▸ **Requirement**: Return each line of the records holding the string "RelayCredential".

Segment Start: Task data

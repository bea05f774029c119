// Copyright 2022 Webb Technologies Inc.
//
// Licensed under the Apache License, Version 2.0 (the "License");
// you may not use this file except in compliance with the License.
// You may obtain a copy of the License at
//
// http://www.apache.org/licenses/LICENSE-2.0
//
// Unless required by applicable law or agreed to in writing, software
// distributed under the License is distributed on an "AS IS" BASIS,
// WITHOUT WARRANTIES OR CONDITIONS OF ANY KIND, either express or implied.
// See the License for the specific language governing permissions and
// limitations under the License.

use std::collections::HashMap;
use std::sync::atomic::{AtomicBool, AtomicU64, AtomicUsize, Ordering};
use std::time::Duration;

use ethers::types::{Address, TxHash};
use ethers::utils::keccak256;
use parking_lot::RwLock;
use trackless_relayer_types::Eid;
use trackless_relayer_utils::{RelayStage, ScanReportError};

use crate::{ChainGateway, RelayCredential};

/// Block timestamp reported until [`MockedChainGateway::set_block_timestamp`]
/// is called.
pub const DEFAULT_BLOCK_TIMESTAMP: u64 = 1_700_000_000;

/// A relay transaction accepted by the [`MockedChainGateway`].
#[derive(Debug, Clone, PartialEq, Eq)]
pub struct MockedSubmission {
    /// The reported tracker.
    pub eid: Eid,
    /// The scanner the report was relayed for.
    pub scanner: Address,
    /// Content id carried by the transaction.
    pub content_id: String,
    /// The relay account.
    pub from: Address,
    /// Nonce the transaction was signed with.
    pub nonce: u64,
    /// Hash handed back to the caller.
    pub tx_hash: TxHash,
}

#[derive(Debug, Default)]
struct ChainState {
    /// eid -> (owner, lost)
    trackers: HashMap<Eid, (Address, bool)>,
    nonces: HashMap<Address, u64>,
    block_timestamp: u64,
    submissions: Vec<MockedSubmission>,
}

/// A Mocked Chain Gateway
///
/// Keeps the registry contract in memory. It behaves like a node that rejects
/// a transaction whose nonce was already used, so unsynchronized relays from
/// one account show up as broadcast failures.
#[derive(Debug)]
pub struct MockedChainGateway {
    chain_id: u64,
    contract_address: Address,
    state: RwLock<ChainState>,
    unavailable: AtomicBool,
    reject_submissions: AtomicBool,
    chain_reads: AtomicUsize,
    /// milliseconds
    submit_timeout: AtomicU64,
    /// milliseconds
    submit_delay: AtomicU64,
}

impl Default for MockedChainGateway {
    fn default() -> Self {
        Self::new(31337, Address::repeat_byte(0x42))
    }
}

impl MockedChainGateway {
    /// Creates an empty chain with the given id and registry address.
    #[must_use]
    pub fn new(chain_id: u64, contract_address: Address) -> Self {
        let state = ChainState {
            block_timestamp: DEFAULT_BLOCK_TIMESTAMP,
            ..Default::default()
        };
        Self {
            chain_id,
            contract_address,
            state: RwLock::new(state),
            unavailable: AtomicBool::new(false),
            reject_submissions: AtomicBool::new(false),
            chain_reads: AtomicUsize::new(0),
            submit_timeout: AtomicU64::new(30_000),
            submit_delay: AtomicU64::new(0),
        }
    }

    /// Registers `eid` to `owner`, not lost.
    pub fn register_tracker(&self, eid: Eid, owner: Address) {
        self.state.write().trackers.insert(eid, (owner, false));
    }

    /// Sets the lost flag of a registered tracker.
    pub fn set_lost(&self, eid: &Eid, lost: bool) {
        if let Some(tracker) = self.state.write().trackers.get_mut(eid) {
            tracker.1 = lost;
        }
    }

    /// Sets the timestamp of the latest block.
    pub fn set_block_timestamp(&self, timestamp: u64) {
        self.state.write().block_timestamp = timestamp;
    }

    /// Makes every call fail as if the node was down.
    pub fn set_unavailable(&self, unavailable: bool) {
        self.unavailable.store(unavailable, Ordering::SeqCst);
    }

    /// Makes the node reject every broadcast.
    pub fn set_reject_submissions(&self, reject: bool) {
        self.reject_submissions.store(reject, Ordering::SeqCst);
    }

    /// Sets the relay deadline reported to submitters.
    pub fn set_submit_timeout(&self, timeout: Duration) {
        self.submit_timeout
            .store(timeout.as_millis() as u64, Ordering::SeqCst);
    }

    /// Makes every broadcast take at least `delay`.
    pub fn set_submit_delay(&self, delay: Duration) {
        self.submit_delay
            .store(delay.as_millis() as u64, Ordering::SeqCst);
    }

    /// How many contract reads and block reads were served.
    pub fn chain_reads(&self) -> usize {
        self.chain_reads.load(Ordering::SeqCst)
    }

    /// Every accepted relay transaction, in broadcast order.
    pub fn submissions(&self) -> Vec<MockedSubmission> {
        self.state.read().submissions.clone()
    }

    fn begin_read(&self, call: &'static str) -> Result<(), ScanReportError> {
        self.chain_reads.fetch_add(1, Ordering::SeqCst);
        if self.unavailable.load(Ordering::SeqCst) {
            return Err(ScanReportError::chain_unavailable(
                call,
                "connection refused",
            ));
        }
        Ok(())
    }
}

#[async_trait::async_trait]
impl ChainGateway for MockedChainGateway {
    fn chain_id(&self) -> u64 {
        self.chain_id
    }

    fn contract_address(&self) -> Address {
        self.contract_address
    }

    fn submit_timeout(&self) -> Duration {
        Duration::from_millis(self.submit_timeout.load(Ordering::SeqCst))
    }

    async fn node_chain_id(&self) -> Result<u64, ScanReportError> {
        self.begin_read("eth_chainId")?;
        Ok(self.chain_id)
    }

    async fn owner_of(
        &self,
        eid: &Eid,
    ) -> Result<Option<Address>, ScanReportError> {
        self.begin_read("trackerToOwner")?;
        Ok(self.state.read().trackers.get(eid).map(|(owner, _)| *owner))
    }

    async fn is_lost(&self, eid: &Eid) -> Result<bool, ScanReportError> {
        self.begin_read("isLost")?;
        let state = self.state.read();
        Ok(state.trackers.get(eid).map_or(false, |(_, lost)| *lost))
    }

    async fn latest_block_timestamp(&self) -> Result<u64, ScanReportError> {
        self.begin_read("eth_getBlockByNumber")?;
        Ok(self.state.read().block_timestamp)
    }

    async fn submit_report(
        &self,
        eid: &Eid,
        scanner: Address,
        content_id: &str,
        credential: &RelayCredential,
    ) -> Result<TxHash, ScanReportError> {
        if self.unavailable.load(Ordering::SeqCst) {
            return Err(ScanReportError::relay_failed(
                RelayStage::Nonce,
                "connection refused",
            ));
        }
        let from = credential.address();
        let nonce = self.state.read().nonces.get(&from).copied().unwrap_or(0);
        let delay = self.submit_delay.load(Ordering::SeqCst);
        if delay > 0 {
            tokio::time::sleep(Duration::from_millis(delay)).await;
        }
        // let other tasks run between the nonce read and the broadcast.
        tokio::task::yield_now().await;
        let mut state = self.state.write();
        if self.reject_submissions.load(Ordering::SeqCst) {
            return Err(ScanReportError::relay_failed(
                RelayStage::Broadcast,
                "transaction rejected by the node",
            ));
        }
        let current = state.nonces.entry(from).or_insert(0);
        if *current != nonce {
            return Err(ScanReportError::relay_failed(
                RelayStage::Broadcast,
                "nonce too low",
            ));
        }
        *current += 1;
        let mut preimage = from.as_bytes().to_vec();
        preimage.extend_from_slice(&nonce.to_be_bytes());
        let tx_hash = TxHash::from(keccak256(preimage));
        state.submissions.push(MockedSubmission {
            eid: *eid,
            scanner,
            content_id: content_id.to_owned(),
            from,
            nonce,
            tx_hash,
        });
        Ok(tx_hash)
    }
}

#[cfg(test)]
mod tests {
    use super::*;
    use ethers::signers::LocalWallet;

    fn credential() -> RelayCredential {
        let wallet: LocalWallet =
            "ac0974bec39a17e36ba4a6b4d238ff944bacb478cbed5efcae784d7bf4f2ff80"
                .parse()
                .unwrap();
        RelayCredential::from(wallet)
    }

    #[tokio::test]
    async fn registry_views() {
        let gateway = MockedChainGateway::default();
        let eid = Eid::new([3; 32]);
        let owner = Address::repeat_byte(0x11);
        assert_eq!(gateway.owner_of(&eid).await.unwrap(), None);
        gateway.register_tracker(eid, owner);
        assert_eq!(gateway.owner_of(&eid).await.unwrap(), Some(owner));
        assert!(!gateway.is_lost(&eid).await.unwrap());
        gateway.set_lost(&eid, true);
        assert!(gateway.is_lost(&eid).await.unwrap());
        assert_eq!(gateway.chain_reads(), 4);
    }

    #[tokio::test]
    async fn sequential_submissions_use_increasing_nonces() {
        let gateway = MockedChainGateway::default();
        let credential = credential();
        let eid = Eid::new([3; 32]);
        let first = gateway
            .submit_report(&eid, Address::repeat_byte(1), "a", &credential)
            .await
            .unwrap();
        let second = gateway
            .submit_report(&eid, Address::repeat_byte(2), "b", &credential)
            .await
            .unwrap();
        assert_ne!(first, second);
        let nonces: Vec<_> =
            gateway.submissions().iter().map(|s| s.nonce).collect();
        assert_eq!(nonces, vec![0, 1]);
    }

    #[tokio::test]
    async fn unsynchronized_submissions_collide() {
        let gateway = MockedChainGateway::default();
        let credential = credential();
        let eid = Eid::new([3; 32]);
        let (a, b) = tokio::join!(
            gateway.submit_report(
                &eid,
                Address::repeat_byte(1),
                "a",
                &credential
            ),
            gateway.submit_report(
                &eid,
                Address::repeat_byte(2),
                "b",
                &credential
            ),
        );
        assert!(a.is_ok() != b.is_ok());
        assert_eq!(gateway.submissions().len(), 1);
    }

    #[tokio::test]
    async fn unavailable_node() {
        let gateway = MockedChainGateway::default();
        gateway.set_unavailable(true);
        let err = gateway.node_chain_id().await.unwrap_err();
        assert_eq!(
            err.kind(),
            trackless_relayer_utils::ErrorKind::ChainUnavailable
        );
    }
}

Segment End: Task data

▸ **Exercise output**:
use crate::{ChainGateway, RelayCredential};
        credential: &RelayCredential,
    fn credential() -> RelayCredential {
        RelayCredential::from(wallet)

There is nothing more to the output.